In the entries that follow, how many lines contain "EventType"? Answer with the number only.

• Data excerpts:
- - - - -
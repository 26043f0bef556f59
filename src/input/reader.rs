use super::{
    CooperativeLevel, DeviceGuid, DeviceInfo, HatState, HotplugEvent, InputSource, PhysicalDevice,
    ProductGuid, RawInputState,
};
use crate::mapping::ControlMap;
use crate::protocol::GenericReport;
use crossbeam_channel::{Receiver, Sender};
use gilrs::{Axis, Button, EventType, Gamepad, GamepadId, Gilrs};
use std::collections::HashMap;
use std::path::{Path, PathBuf};
use std::sync::atomic::{AtomicBool, Ordering};
use std::sync::{Arc, Mutex};
use std::thread::{self, JoinHandle};
use std::time::Duration;

#[cfg(target_os = "linux")]
use super::evdev_grab::{self, ExclusiveGrab};

/// Numbering of `btnN` in mapping files for this backend.
const BUTTON_ORDER: [Button; 11] = [
    Button::South,
    Button::East,
    Button::West,
    Button::North,
    Button::LeftTrigger,
    Button::RightTrigger,
    Button::Select,
    Button::Start,
    Button::Mode,
    Button::LeftThumb,
    Button::RightThumb,
];

const AXIS_ORDER: [Axis; 4] = [
    Axis::LeftStickX,
    Axis::LeftStickY,
    Axis::RightStickX,
    Axis::RightStickY,
];

/// Analog triggers are exposed as sliders.
const SLIDER_ORDER: [Button; 2] = [Button::LeftTrigger2, Button::RightTrigger2];

/// What the input thread knows about one connected pad.
struct PadEntry {
    info: DeviceInfo,
    /// Token folded into `info.guid`; unique among pads of one model.
    instance: String,
    attached: AtomicBool,
    state: Arc<Mutex<Option<RawInputState>>>,
    /// Set while an exclusive grab feeds `state` instead of gilrs.
    grabbed: AtomicBool,
    #[cfg(target_os = "linux")]
    node: Option<PathBuf>,
}

impl PadEntry {
    /// Stores a gilrs snapshot unless a grab owns the state.
    fn refresh(&self, snapshot: RawInputState) {
        let mut state = self.state.lock().unwrap_or_else(|e| e.into_inner());
        if !self.grabbed.load(Ordering::SeqCst) {
            *state = Some(snapshot);
        }
    }

    fn set_grabbed(&self, grabbed: bool) {
        let _state = self.state.lock().unwrap_or_else(|e| e.into_inner());
        self.grabbed.store(grabbed, Ordering::SeqCst);
    }
}

type PadList = Arc<Mutex<Vec<Arc<PadEntry>>>>;

/// Generic input source backed by gilrs.
///
/// A dedicated thread owns the `Gilrs` context, refreshes a raw snapshot of
/// every connected pad and reports hot-plug changes on a channel.
pub struct GilrsSource {
    pads: PadList,
    hotplug: Receiver<HotplugEvent>,
    running: Arc<AtomicBool>,
    thread: Option<JoinHandle<()>>,
    mapping_dir: PathBuf,
    #[cfg(target_os = "linux")]
    poll_interval: Duration,
}

impl GilrsSource {
    pub fn start(mapping_dir: PathBuf, poll_interval: Duration) -> anyhow::Result<Self> {
        let pads: PadList = Arc::new(Mutex::new(Vec::new()));
        let running = Arc::new(AtomicBool::new(true));
        let (hotplug_tx, hotplug) = crossbeam_channel::unbounded();
        let (ready_tx, ready_rx) = crossbeam_channel::bounded(1);

        let thread = {
            let pads = Arc::clone(&pads);
            let running = Arc::clone(&running);
            thread::Builder::new()
                .name("gilrs-input".into())
                .spawn(move || input_thread(pads, running, hotplug_tx, ready_tx, poll_interval))?
        };

        match ready_rx.recv() {
            Ok(Ok(())) => {}
            Ok(Err(e)) => {
                let _ = thread.join();
                return Err(anyhow::anyhow!("Failed to initialize gilrs: {}", e));
            }
            Err(_) => {
                let _ = thread.join();
                return Err(anyhow::anyhow!("Input thread exited during start-up"));
            }
        }

        Ok(Self {
            pads,
            hotplug,
            running,
            thread: Some(thread),
            mapping_dir,
            #[cfg(target_os = "linux")]
            poll_interval,
        })
    }

    pub fn hotplug_events(&self) -> &Receiver<HotplugEvent> {
        &self.hotplug
    }
}

impl Drop for GilrsSource {
    fn drop(&mut self) {
        self.running.store(false, Ordering::SeqCst);
        if let Some(thread) = self.thread.take() {
            if let Err(e) = thread.join() {
                log::error!("Input thread panicked: {:?}", e);
            }
        }
    }
}

impl InputSource for GilrsSource {
    fn attached_devices(&self) -> Vec<DeviceInfo> {
        let pads = self.pads.lock().unwrap_or_else(|e| e.into_inner());
        pads.iter()
            .filter(|p| p.attached.load(Ordering::SeqCst))
            .map(|p| p.info.clone())
            .collect()
    }

    fn acquire(&self, info: &DeviceInfo) -> anyhow::Result<Arc<dyn PhysicalDevice>> {
        let entry = {
            let pads = self.pads.lock().unwrap_or_else(|e| e.into_inner());
            pads.iter()
                .find(|p| p.info.guid == info.guid && p.attached.load(Ordering::SeqCst))
                .cloned()
        }
        .ok_or_else(|| anyhow::anyhow!("Device {} is not attached", info.guid))?;

        let map = load_map(&self.mapping_dir, info);

        Ok(Arc::new(GilrsDevice {
            entry,
            map,
            #[cfg(target_os = "linux")]
            grab: Mutex::new(None),
            #[cfg(target_os = "linux")]
            poll_interval: self.poll_interval,
        }))
    }
}

/// Mapping for a pad, keyed by its model so it doesn't depend on the
/// order pads were connected in.
fn load_map(dir: &Path, info: &DeviceInfo) -> ControlMap {
    match ControlMap::load(dir, &info.model) {
        Ok(map) => map,
        Err(e) => {
            log::warn!("Using default mapping for {}: {}", info.name, e);
            ControlMap::default()
        }
    }
}

/// A claimed gilrs pad with its mapping applied on every poll.
pub struct GilrsDevice {
    entry: Arc<PadEntry>,
    map: ControlMap,
    #[cfg(target_os = "linux")]
    grab: Mutex<Option<ExclusiveGrab>>,
    #[cfg(target_os = "linux")]
    poll_interval: Duration,
}

impl PhysicalDevice for GilrsDevice {
    fn guid(&self) -> DeviceGuid {
        self.entry.info.guid
    }

    fn name(&self) -> &str {
        &self.entry.info.name
    }

    fn is_attached(&self) -> bool {
        self.entry.attached.load(Ordering::SeqCst)
    }

    fn poll(&self) -> Option<GenericReport> {
        if !self.is_attached() {
            return None;
        }
        let state = self.entry.state.lock().unwrap_or_else(|e| e.into_inner());
        state.as_ref().map(|raw| self.map.apply(raw))
    }

    #[cfg(target_os = "linux")]
    fn set_cooperative_level(&self, level: CooperativeLevel) -> anyhow::Result<()> {
        let mut grab = self.grab.lock().unwrap_or_else(|e| e.into_inner());
        match level {
            CooperativeLevel::Exclusive => {
                if grab.is_some() {
                    return Ok(());
                }
                let node = self.entry.node.as_ref().ok_or_else(|| {
                    anyhow::anyhow!("No evdev node known for {}", self.entry.info.name)
                })?;
                let held = ExclusiveGrab::acquire(
                    node,
                    Arc::clone(&self.entry.state),
                    self.poll_interval,
                )?;
                self.entry.set_grabbed(true);
                *grab = Some(held);
            }
            CooperativeLevel::Shared => {
                if let Some(held) = grab.take() {
                    let released = held.release();
                    self.entry.set_grabbed(false);
                    released?;
                }
            }
        }
        Ok(())
    }

    #[cfg(not(target_os = "linux"))]
    fn set_cooperative_level(&self, level: CooperativeLevel) -> anyhow::Result<()> {
        if level == CooperativeLevel::Exclusive {
            log::warn!(
                "Exclusive access is not supported for {} on this platform",
                self.entry.info.name
            );
        }
        Ok(())
    }
}

/// Identity of one physical pad: the model UUID with a hash of its
/// instance token folded into the last four bytes.
pub fn device_identity(model: &DeviceGuid, instance: &str) -> DeviceGuid {
    // FNV-1a; stable across runs and toolchains.
    let hash = instance
        .bytes()
        .fold(0x811c_9dc5u32, |h, b| (h ^ b as u32).wrapping_mul(0x0100_0193));
    let mut guid = model.0;
    for (byte, h) in guid[12..].iter_mut().zip(hash.to_le_bytes()) {
        *byte ^= h;
    }
    DeviceGuid(guid)
}

/// Chooses the instance token of a newly connected pad.
///
/// The device's own token (serial or port path) is used when it has one that
/// no other pad of the same model holds; otherwise the lowest free `#n`.
fn pick_instance(used: &[&str], preferred: Option<String>) -> String {
    if let Some(token) = preferred.filter(|t| !used.contains(&t.as_str())) {
        return token;
    }
    (0u32..)
        .map(|n| format!("#{}", n))
        .find(|t| !used.contains(&t.as_str()))
        .unwrap_or_default()
}

fn describe(gamepad: &Gamepad<'_>, model: DeviceGuid, instance: &str) -> DeviceInfo {
    let button_count = BUTTON_ORDER
        .iter()
        .chain(SLIDER_ORDER.iter())
        .filter(|b| gamepad.button_code(**b).is_some())
        .count();
    let axis_count = AXIS_ORDER
        .iter()
        .filter(|a| gamepad.axis_code(**a).is_some())
        .count();

    DeviceInfo {
        guid: device_identity(&model, instance),
        model,
        product: ProductGuid {
            vendor: gamepad.vendor_id().unwrap_or(0),
            product: gamepad.product_id().unwrap_or(0),
        },
        name: gamepad.name().to_string(),
        button_count: button_count as u32,
        axis_count: axis_count as u32,
    }
}

fn snapshot(gamepad: &Gamepad<'_>) -> RawInputState {
    RawInputState {
        buttons: BUTTON_ORDER.iter().map(|b| gamepad.is_pressed(*b)).collect(),
        axes: AXIS_ORDER.iter().map(|a| gamepad.value(*a)).collect(),
        sliders: SLIDER_ORDER
            .iter()
            .map(|b| {
                gamepad
                    .button_data(*b)
                    .map(|d| d.value() * 2.0 - 1.0)
                    .unwrap_or(-1.0)
            })
            .collect(),
        hats: vec![HatState {
            up: gamepad.is_pressed(Button::DPadUp),
            down: gamepad.is_pressed(Button::DPadDown),
            left: gamepad.is_pressed(Button::DPadLeft),
            right: gamepad.is_pressed(Button::DPadRight),
        }],
    }
}

struct Registry {
    pads: PadList,
    by_id: HashMap<GamepadId, Arc<PadEntry>>,
    hotplug: Sender<HotplugEvent>,
    #[cfg(target_os = "linux")]
    udev: Option<libudev::Context>,
}

impl Registry {
    fn connect(&mut self, id: GamepadId, gamepad: &Gamepad<'_>) {
        if self.by_id.contains_key(&id) {
            return;
        }
        let model = DeviceGuid(gamepad.uuid());

        #[cfg(target_os = "linux")]
        let node = self.udev.as_ref().and_then(|udev| {
            let taken: Vec<PathBuf> = self.by_id.values().filter_map(|e| e.node.clone()).collect();
            evdev_grab::select_node(
                &evdev_grab::scan_nodes(udev),
                gamepad.vendor_id(),
                gamepad.product_id(),
                gamepad.os_name(),
                &taken,
            )
            .cloned()
        });
        #[cfg(target_os = "linux")]
        let preferred = node.as_ref().and_then(|n| n.instance.clone());
        #[cfg(not(target_os = "linux"))]
        let preferred: Option<String> = None;

        let used: Vec<&str> = self
            .by_id
            .values()
            .filter(|e| e.info.model == model)
            .map(|e| e.instance.as_str())
            .collect();
        let instance = pick_instance(&used, preferred);
        let info = describe(gamepad, model, &instance);
        log::info!(
            "Found device: {} ({}) - {} buttons, {} axes",
            info.name,
            info.guid,
            info.button_count,
            info.axis_count
        );

        let entry = Arc::new(PadEntry {
            info: info.clone(),
            instance,
            attached: AtomicBool::new(true),
            state: Arc::new(Mutex::new(Some(snapshot(gamepad)))),
            grabbed: AtomicBool::new(false),
            #[cfg(target_os = "linux")]
            node: node.map(|n| n.devnode),
        });
        self.by_id.insert(id, Arc::clone(&entry));
        self.pads
            .lock()
            .unwrap_or_else(|e| e.into_inner())
            .push(entry);

        let _ = self.hotplug.send(HotplugEvent::Connected {
            guid: info.guid,
            name: info.name,
        });
    }

    fn disconnect(&mut self, id: GamepadId) {
        let Some(entry) = self.by_id.remove(&id) else {
            return;
        };
        entry.attached.store(false, Ordering::SeqCst);
        self.pads
            .lock()
            .unwrap_or_else(|e| e.into_inner())
            .retain(|p| !Arc::ptr_eq(p, &entry));
        log::info!("{} removed", entry.info.name);

        let _ = self.hotplug.send(HotplugEvent::Disconnected {
            guid: entry.info.guid,
        });
    }

    fn detach_all(&mut self) {
        for (_, entry) in self.by_id.drain() {
            entry.attached.store(false, Ordering::SeqCst);
        }
        self.pads.lock().unwrap_or_else(|e| e.into_inner()).clear();
    }
}

fn input_thread(
    pads: PadList,
    running: Arc<AtomicBool>,
    hotplug: Sender<HotplugEvent>,
    ready: Sender<Result<(), String>>,
    poll_interval: Duration,
) {
    let mut gilrs = match Gilrs::new() {
        Ok(gilrs) => gilrs,
        Err(e) => {
            let _ = ready.send(Err(e.to_string()));
            return;
        }
    };

    let mut registry = Registry {
        pads,
        by_id: HashMap::new(),
        hotplug,
        #[cfg(target_os = "linux")]
        udev: match libudev::Context::new() {
            Ok(udev) => Some(udev),
            Err(e) => {
                log::warn!("udev unavailable, exclusive mode disabled: {}", e);
                None
            }
        },
    };

    let initial: Vec<GamepadId> = gilrs.gamepads().map(|(id, _)| id).collect();
    for id in initial {
        registry.connect(id, &gilrs.gamepad(id));
    }
    let _ = ready.send(Ok(()));
    log::info!("Input thread started with {} device(s)", registry.by_id.len());

    while running.load(Ordering::SeqCst) {
        while let Some(event) = gilrs.next_event() {
            match event.event {
                EventType::Connected => registry.connect(event.id, &gilrs.gamepad(event.id)),
                EventType::Disconnected => registry.disconnect(event.id),
                _ => {}
            }
        }

        for (id, entry) in &registry.by_id {
            if let Some(gamepad) = gilrs.connected_gamepad(*id) {
                entry.refresh(snapshot(&gamepad));
            }
        }

        thread::sleep(poll_interval);
    }

    registry.detach_all();
    log::info!("Input thread stopped");
}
- - - - -
• Solution to this exercise: 3